* _WHAT YOU WILL DO_
Up to the line containing "ticker.set_missed_tick_behavior(MissedTickBehavior::Delay);", nothing is kept; from that line through the end of the data below, output every line exactly.

Saved entries
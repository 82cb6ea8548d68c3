//! Recarga a quente do config.toml.
//!
//! O arquivo é verificado periodicamente pela data de modificação. Uma
//! edição inválida é rejeitada e a configuração anterior continua valendo.

use std::path::{Path, PathBuf};
use std::sync::Arc;
use std::time::{Duration, SystemTime};
use tokio::sync::watch;
use tokio::task::JoinHandle;
use tokio::time::MissedTickBehavior;
use tokio_util::sync::CancellationToken;
use tracing::{info, warn};
use ups_core::AppConfig;

pub struct ConfigReloader {
    path: PathBuf,
    last_modified: Option<SystemTime>,
}

impl ConfigReloader {
    pub fn new(path: impl Into<PathBuf>) -> Self {
        let path = path.into();
        let last_modified = modified(&path);
        Self {
            path,
            last_modified,
        }
    }

    /// Nova configuração, se o arquivo mudou desde a última verificação
    /// e é válido.
    pub fn poll(&mut self) -> Option<AppConfig> {
        let current = modified(&self.path)?;
        if self.last_modified == Some(current) {
            return None;
        }
        self.last_modified = Some(current);

        match AppConfig::try_load(&self.path) {
            Ok(config) => {
                for issue in config.rule_issues() {
                    warn!("Regra incompleta: {issue}");
                }
                Some(config)
            }
            Err(e) => {
                warn!("Recarga rejeitada, mantendo configuração anterior: {e}");
                None
            }
        }
    }
}

fn modified(path: &Path) -> Option<SystemTime> {
    std::fs::metadata(path).and_then(|m| m.modified()).ok()
}

/// Verifica o arquivo a cada `every` e publica configurações novas em `sender`.
pub fn spawn_reloader(
    path: PathBuf,
    sender: watch::Sender<Arc<AppConfig>>,
    every: Duration,
    cancel: CancellationToken,
) -> JoinHandle<()> {
    let mut reloader = ConfigReloader::new(path);
    tokio::spawn(async move {
        let mut ticker = tokio::time::interval(every);
        ticker.set_missed_tick_behavior(MissedTickBehavior::Delay);

        loop {
            tokio::select! {
                _ = cancel.cancelled() => break,
                _ = ticker.tick() => {
                    if let Some(config) = reloader.poll() {
                        info!("Configuração recarregada de {}", reloader.path.display());
                        sender.send_replace(Arc::new(config));
                    }
                }
            }
        }
    })
}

* _ANSWER FOR THE TASK_
        ticker.set_missed_tick_behavior(MissedTickBehavior::Delay);

        loop {
            tokio::select! {
                _ = cancel.cancelled() => break,
                _ = ticker.tick() => {
                    if let Some(config) = reloader.poll() {
                        info!("Configuração recarregada de {}", reloader.path.display());
                        sender.send_replace(Arc::new(config));
                    }
                }
            }
        }
    })
}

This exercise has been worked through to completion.